Il est une image fréquemment évoquée dans le domaine des sciences de l’éducation lorsqu’il s’agit de traiter des liens entre éducation et politique. C’est celle de l’instituteur fondateur de la République. Il faut considérer le mot instituteur dans les deux sens que l’étymologie nous révèle : instituer et instruire. C’est en instruisant les élèves, futurs citoyens, que le hussard noir a contribué à instituer une Troisième République encore chancelante à la fin des années 1870. L’instruction serait assurée par la mise en place d’une institution devenue fondamentale : l’École.
Pourtant, l’un des plus grands penseurs de la République, Jean-Jacques Rousseau, n’évoqua que très rarement l’École et jamais à notre connaissance, l’instituteur. Il traite de cette question de manière assez allusive et dans des écrits plutôt mineurs : dans son Discours sur l’économie politique (1755), dans sa Lettre à Christophe de Beaumont (novembre 1762) et dans ses Considérations sur le gouvernement de Pologne et sur sa réformation projetée (1771-1772). Cela ne signifie pas pour autant que Rousseau se soit désintéressé de cette question de l’éducation nécessaire au futur citoyen. Bien au contraire. Le fait que le Contrat social, considéré par de nombreux philosophes ou historiens des idées politiques comme une réflexion essentielle à la construction de la République, soit publié la même année que l’« Emile ou de l’éducation », en 1762, est un des arguments qui milite en faveur de la reconnaissance du souci du philosophe de lier politique et éducation. S’il est nécessaire d’apporter un autre argument en faveur de cette hypothèse du lien que le philosophe établit entre politique (ou République) et instruction (ou éducation), il est encore possible de se reporter au préambule du Contrat social : « Né citoyen d’un Etat libre, et membre du souverain, quelque faible influence que puisse avoir ma voix dans les affaires publiques, le droit d’y voter suffit pour m’imposer le droit de m’en instruire ». Encore convient-il pour s’instruire des affaires publiques d’être en mesure de les comprendre, de se les expliquer, d’en percevoir le sens, ceci afin de les accepter. L’éducation donnée à Émile ne serait-elle pas en mesure de doter le futur citoyen de cette capacité de comprendre cette République, d’être préparé à y vivre et à y jouer son rôle ?

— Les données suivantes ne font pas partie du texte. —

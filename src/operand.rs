/*
Copyright 2025 Connor Nolan

Licensed under the Apache License, Version 2.0 (the "License");
you may not use this file except in compliance with the License.
You may obtain a copy of the License at

    http://www.apache.org/licenses/LICENSE-2.0

Unless required by applicable law or agreed to in writing, software
distributed under the License is distributed on an "AS IS" BASIS,
WITHOUT WARRANTIES OR CONDITIONS OF ANY KIND, either express or implied.
See the License for the specific language governing permissions and
limitations under the License.
*/

//! Operand values and their classification into a recipe-matching signature
//! (component 4). An [`Operand`] is whatever the textual front-end or a
//! caller assembled an instruction with; a [`Signature`] is the compact
//! shape (`r32`, `m`, `imm8`, `rel32`, ...) used to pick a [`crate::recipe::Recipe`].

use crate::pointer::Pointer;
use crate::register::{Register, RegisterClass};

#[derive(Debug, Clone, PartialEq)]
pub enum Operand {
    Register(Register),
    Memory(Pointer),
    Immediate(i64),
    /// An as-yet-unresolved symbolic address, used by relative branches.
    Label(String),
}

/// The operand-kind half of a [`Signature`] entry.
#[derive(Debug, Clone, Copy, PartialEq, Eq)]
pub enum Kind {
    Gp,
    Mem,
    /// Recipe-only: accepts either a GP register or memory of the same width.
    GpOrMem,
    Imm,
    /// Hint: this immediate also fits in half the stated width unsigned.
    ImmUnsignedFit,
    Rel,
    Xmm,
    /// Recipe-only: accepts either an xmm register or memory of the same width.
    XmmOrMem,
    Mmx,
}

#[derive(Debug, Clone, Copy, PartialEq, Eq)]
pub struct SigEntry {
    pub kind: Kind,
    pub bits: u16,
}

pub type Signature = Vec<SigEntry>;

/// Smallest signed width (8/16/32/64) that can hold `value`.
fn smallest_signed_width(value: i64) -> u16 {
    if i8::try_from(value).is_ok() {
        8
    } else if i16::try_from(value).is_ok() {
        16
    } else if i32::try_from(value).is_ok() {
        32
    } else {
        64
    }
}

fn smallest_unsigned_width(value: i64) -> Option<u16> {
    if value < 0 {
        return None;
    }
    let v = value as u64;
    if u8::try_from(v).is_ok() {
        Some(8)
    } else if u16::try_from(v).is_ok() {
        Some(16)
    } else if u32::try_from(v).is_ok() {
        Some(32)
    } else {
        Some(64)
    }
}

impl Operand {
    /// Classifies a single operand the way the reference `read_signature`
    /// does: registers become `r{width}` (or `xmm`/`mm`), memory becomes
    /// `m{width}` (bare `m` when the pointer carries no declared width),
    /// immediates become the smallest signed width with an unsigned-fit
    /// hint when a smaller unsigned encoding also exists, and labels become
    /// `rel32` placeholders pending resolution.
    pub fn classify(&self) -> SigEntry {
        match self {
            Operand::Register(r) => match r.class {
                RegisterClass::Xmm => SigEntry { kind: Kind::Xmm, bits: r.width },
                RegisterClass::Mmx => SigEntry { kind: Kind::Mmx, bits: r.width },
                RegisterClass::Gp | RegisterClass::St => SigEntry { kind: Kind::Gp, bits: r.width },
            },
            Operand::Memory(p) => SigEntry { kind: Kind::Mem, bits: p.bits.map(|b| b.bits()).unwrap_or(0) },
            Operand::Immediate(v) => {
                let signed = smallest_signed_width(*v);
                match smallest_unsigned_width(*v) {
                    Some(u) if u < signed => SigEntry { kind: Kind::ImmUnsignedFit, bits: signed },
                    _ => SigEntry { kind: Kind::Imm, bits: signed },
                }
            }
            Operand::Label(_) => SigEntry { kind: Kind::Rel, bits: 32 },
        }
    }
}

pub fn signature(operands: &[Operand]) -> Signature {
    operands.iter().map(Operand::classify).collect()
}

/// Terse constructors used by the recipe tables in `src/mnemonic/`.
pub fn r(bits: u16) -> SigEntry {
    SigEntry { kind: Kind::Gp, bits }
}
pub fn m(bits: u16) -> SigEntry {
    SigEntry { kind: Kind::Mem, bits }
}
pub fn imm(bits: u16) -> SigEntry {
    SigEntry { kind: Kind::Imm, bits }
}
pub fn rel(bits: u16) -> SigEntry {
    SigEntry { kind: Kind::Rel, bits }
}
pub fn xmm(bits: u16) -> SigEntry {
    SigEntry { kind: Kind::Xmm, bits }
}
pub fn rm(bits: u16) -> SigEntry {
    SigEntry { kind: Kind::GpOrMem, bits }
}
pub fn xmm_or_mem(bits: u16) -> SigEntry {
    SigEntry { kind: Kind::XmmOrMem, bits }
}

/// Match quality of a supplied operand against a recipe's declared slot.
/// `Some(true)` is a fully preferred match; `Some(false)` is encodable but
/// only chosen when no better mode exists (narrower unsigned-immediate
/// fit); `None` rejects the mode outright.
pub fn matches_slot(supplied: SigEntry, slot: SigEntry) -> Option<bool> {
    match slot.kind {
        Kind::Gp => (supplied.kind == Kind::Gp && supplied.bits == slot.bits).then_some(true),
        Kind::Mem => {
            (supplied.kind == Kind::Mem && (slot.bits == 0 || supplied.bits == slot.bits)).then_some(true)
        }
        Kind::GpOrMem => match supplied.kind {
            Kind::Gp if supplied.bits == slot.bits => Some(true),
            Kind::Mem if slot.bits == 0 || supplied.bits == slot.bits => Some(true),
            _ => None,
        },
        Kind::Xmm => (supplied.kind == Kind::Xmm).then_some(true),
        Kind::XmmOrMem => match supplied.kind {
            Kind::Xmm => Some(true),
            Kind::Mem if slot.bits == 0 || supplied.bits == slot.bits => Some(true),
            _ => None,
        },
        Kind::Mmx => (supplied.kind == Kind::Mmx).then_some(true),
        // A label's true displacement isn't known until the code page's
        // label pass runs, so it is always classified as the widest `rel32`
        // placeholder and only matches a recipe row that can hold that.
        Kind::Rel => (supplied.kind == Kind::Rel && slot.bits >= supplied.bits).then_some(true),
        Kind::Imm | Kind::ImmUnsignedFit => {
            if supplied.kind != Kind::Imm && supplied.kind != Kind::ImmUnsignedFit {
                return None;
            }
            if slot.bits >= supplied.bits {
                Some(true)
            } else if supplied.kind == Kind::ImmUnsignedFit && slot.bits >= supplied.bits / 2 {
                Some(false)
            } else {
                None
            }
        }
    }
}

#[cfg(test)]
mod tests {
    use super::*;
    use crate::register::gp32::eax;

    #[test]
    fn register_operand_classifies_by_width() {
        assert_eq!(Operand::Register(eax).classify(), SigEntry { kind: Kind::Gp, bits: 32 });
    }

    #[test]
    fn small_immediate_prefers_unsigned_hint() {
        // 200 doesn't fit in i8 but fits in u8; smallest signed width is 16.
        let e = Operand::Immediate(200).classify();
        assert_eq!(e.kind, Kind::ImmUnsignedFit);
        assert_eq!(e.bits, 16);
    }

    #[test]
    fn negative_immediate_has_no_unsigned_hint() {
        let e = Operand::Immediate(-5).classify();
        assert_eq!(e.kind, Kind::Imm);
        assert_eq!(e.bits, 8);
    }

    #[test]
    fn bare_pointer_is_width_zero_memory() {
        let e = Operand::Memory(Pointer::reg(eax)).classify();
        assert_eq!(e, SigEntry { kind: Kind::Mem, bits: 0 });
    }
}
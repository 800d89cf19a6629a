/*
Copyright 2025 Connor Nolan

Licensed under the Apache License, Version 2.0 (the "License");
you may not use this file except in compliance with the License.
You may obtain a copy of the License at

    http://www.apache.org/licenses/LICENSE-2.0

Unless required by applicable law or agreed to in writing, software
distributed under the License is distributed on an "AS IS" BASIS,
WITHOUT WARRANTIES OR CONDITIONS OF ANY KIND, either express or implied.
See the License for the specific language governing permissions and
limitations under the License.
*/

pub mod codepage;
pub mod deferred;
pub mod errors;
pub mod instruction;
pub mod mnemonic;
pub mod modrm;
pub mod operand;
pub mod parser;
pub mod pointer;
pub mod recipe;
pub mod register;

use anyhow::{Context, Result};

use codepage::{CodePage, Item};

extern crate pest;
extern crate pest_derive;

/// Assembles Intel-syntax source text into an executable [`CodePage`],
/// running the textual front-end and the two-pass code page compile in
/// sequence.
pub fn assemble_source(source: &str, arch_bits: u16) -> Result<CodePage> {
    let items = parser::parse_program(source).context("failed while parsing assembly source")?;
    assemble_program(items, arch_bits)
}

/// Assembles a program built directly from [`Item`]s (the programmatic
/// entry point, bypassing the textual front-end).
pub fn assemble_program(items: Vec<Item>, arch_bits: u16) -> Result<CodePage> {
    CodePage::assemble(items, arch_bits).context("failed while assembling code page")
}

#[cfg(test)]
mod tests {
    use super::*;
    use crate::register::{UNIX_X64_CC, WINDOWS_X64_CC};

    #[test]
    fn assembles_simple_source() {
        let page = assemble_source("mov rax, 7\nret\n", 64).unwrap();
        assert!(page.len() >= 6);
    }

    #[test]
    fn assembles_and_calls_labeled_entry_point() {
        let page = assemble_source("entry:\nmov rax, 7\nret\n", 64).unwrap();
        let entry = page.function_ptr("entry").expect("entry label must resolve");
        let f = unsafe { page.as_fn0::<i64>(entry) };
        assert_eq!(f(), 7);
    }

    #[test]
    fn unknown_mnemonic_surfaces_as_error() {
        assert!(assemble_source("frobnicate eax\n", 64).is_err());
    }

    #[test]
    fn calling_conventions_have_expected_arity() {
        assert_eq!(UNIX_X64_CC.int_args.len(), 6);
        assert_eq!(WINDOWS_X64_CC.int_args.len(), 4);
    }
}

Pour tenter d’instruire cette question et cette position de Rousseau à l’égard de l’école, nous rappellerons quelques-uns des enjeux mais aussi quelques-unes conditions qui président à la construction de cette République. Nous partirons du projet politique du philosophe pour montrer que l’éducation apparaît comme un accompagnement nécessaire à ce projet.

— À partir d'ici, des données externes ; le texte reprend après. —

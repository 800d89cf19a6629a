/*
Copyright 2025 Connor Nolan

Licensed under the Apache License, Version 2.0 (the "License");
you may not use this file except in compliance with the License.
You may obtain a copy of the License at

    http://www.apache.org/licenses/LICENSE-2.0

Unless required by applicable law or agreed to in writing, software
distributed under the License is distributed on an "AS IS" BASIS,
WITHOUT WARRANTIES OR CONDITIONS OF ANY KIND, either express or implied.
See the License for the specific language governing permissions and
limitations under the License.
*/

//! The mnemonic registry: every recipe table, collected and indexed by
//! name. Built once on first use and cached for the process lifetime.

mod alu;
mod arithmetic;
mod bitwise;
mod control_flow;
mod data_transfer;
mod stack;

use std::collections::HashMap;
use std::sync::OnceLock;

use crate::recipe::Mnemonic;

fn build_registry() -> HashMap<&'static str, Mnemonic> {
    let mut all = vec![
        data_transfer::mov(),
        data_transfer::movsd(),
        data_transfer::lea(),
        arithmetic::add(),
        arithmetic::sub(),
        arithmetic::cmp(),
        arithmetic::inc(),
        arithmetic::dec(),
        arithmetic::imul(),
        arithmetic::idiv(),
        bitwise::and(),
        bitwise::or(),
        bitwise::xor(),
        bitwise::not(),
        bitwise::neg(),
        bitwise::shl(),
        bitwise::shr(),
        bitwise::sar(),
        bitwise::test(),
        bitwise::nop(),
        control_flow::jmp(),
        control_flow::call(),
        control_flow::int_(),
        control_flow::syscall(),
        stack::push(),
        stack::pop(),
        stack::ret(),
        stack::leave(),
    ];
    all.extend(control_flow::jcc_family());

    all.into_iter().map(|m| (m.name, m)).collect()
}

static REGISTRY: OnceLock<HashMap<&'static str, Mnemonic>> = OnceLock::new();

/// Looks up a mnemonic's recipe table by its textual name (e.g. `"mov"`,
/// `"jne"`). Case-sensitive; the textual front-end lower-cases first.
pub fn lookup(name: &str) -> Option<&'static Mnemonic> {
    REGISTRY.get_or_init(build_registry).get(name)
}

#[cfg(test)]
mod tests {
    use super::*;

    #[test]
    fn every_mnemonic_has_recipes() {
        assert!(lookup("mov").unwrap().recipes.len() > 0);
        assert!(lookup("jne").is_some());
        assert!(lookup("syscall").unwrap().recipes.len() == 1);
    }

    #[test]
    fn unknown_mnemonic_is_none() {
        assert!(lookup("frobnicate").is_none());
    }
}
/*
Copyright 2025 Connor Nolan

Licensed under the Apache License, Version 2.0 (the "License");
you may not use this file except in compliance with the License.
You may obtain a copy of the License at

    http://www.apache.org/licenses/LICENSE-2.0

Unless required by applicable law or agreed to in writing, software
distributed under the License is distributed on an "AS IS" BASIS,
WITHOUT WARRANTIES OR CONDITIONS OF ANY KIND, either express or implied.
See the License for the specific language governing permissions and
limitations under the License.
*/

//! `push`/`pop`/`ret`/`leave`, grounded on their tables in `instructions.py`.
//! 32-bit-only `pusha`/`popa` forms and far `ret`/`call` are out of scope.

use crate::operand::{imm, r, rm};
use crate::recipe::{Mnemonic, OperandRole, Recipe};

pub fn push() -> Mnemonic {
    let recipes = vec![
        Recipe::new(vec![rm(16)], &[0xff], Some(6), false, &[OperandRole::ModrmRm(0)]),
        Recipe::new(vec![rm(64)], &[0xff], Some(6), false, &[OperandRole::ModrmRm(0)]),
        Recipe::new(vec![r(16)], &[0x50], None, false, &[OperandRole::OpcodeReg(0)]),
        Recipe::new(vec![r(64)], &[0x50], None, false, &[OperandRole::OpcodeReg(0)]),
        Recipe::new(vec![imm(8)], &[0x6a], None, false, &[OperandRole::Immediate(0)]),
        Recipe::new(vec![imm(32)], &[0x68], None, false, &[OperandRole::Immediate(0)]),
    ];
    Mnemonic { name: "push", recipes }
}

pub fn pop() -> Mnemonic {
    let recipes = vec![
        Recipe::new(vec![rm(16)], &[0x8f], Some(0), false, &[OperandRole::ModrmRm(0)]),
        Recipe::new(vec![rm(64)], &[0x8f], Some(0), false, &[OperandRole::ModrmRm(0)]),
        Recipe::new(vec![r(16)], &[0x58], None, false, &[OperandRole::OpcodeReg(0)]),
        Recipe::new(vec![r(64)], &[0x58], None, false, &[OperandRole::OpcodeReg(0)]),
    ];
    Mnemonic { name: "pop", recipes }
}

pub fn ret() -> Mnemonic {
    let recipes = vec![
        Recipe::new(vec![], &[0xc3], None, false, &[]),
        Recipe::new(vec![imm(16)], &[0xc2], None, false, &[OperandRole::Immediate(0)]),
    ];
    Mnemonic { name: "ret", recipes }
}

pub fn leave() -> Mnemonic {
    Mnemonic { name: "leave", recipes: vec![Recipe::new(vec![], &[0xc9], None, false, &[])] }
}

Notre propos mettra d’abord en lumière le fait que la construction de la République telle que l’envisage Rousseau dans le Contrat social est nécessaire à l’émergence d’un homme libre. Elle implique un renouvellement de l’organisation des pouvoirs en même temps qu’une sorte de conversion de ceux qui vont devenir des citoyens (I). Nous tenterons ensuite de montrer que si l’éducation d’Émile ne peut être envisagée comme l’exclusive préparation d’un citoyen appelé à vivre dans cette République, cette formation est néanmoins une nécessité. Elle revêt cependant une forme nouvelle, différente en tout cas de celles que les penseurs de l’éducation du citoyen ont jusqu’alors proposées, car elle est intégrée dans un système philosophique complexe qui confère son unité et sa cohérence à l’œuvre de Rousseau (II). Enfin, nous tenterons de mettre en lumière quelques-unes raisons pour lesquelles Rousseau en reste à une éducation domestique, dans laquelle il n’est nul besoin d’école, ni d’instituteur (III).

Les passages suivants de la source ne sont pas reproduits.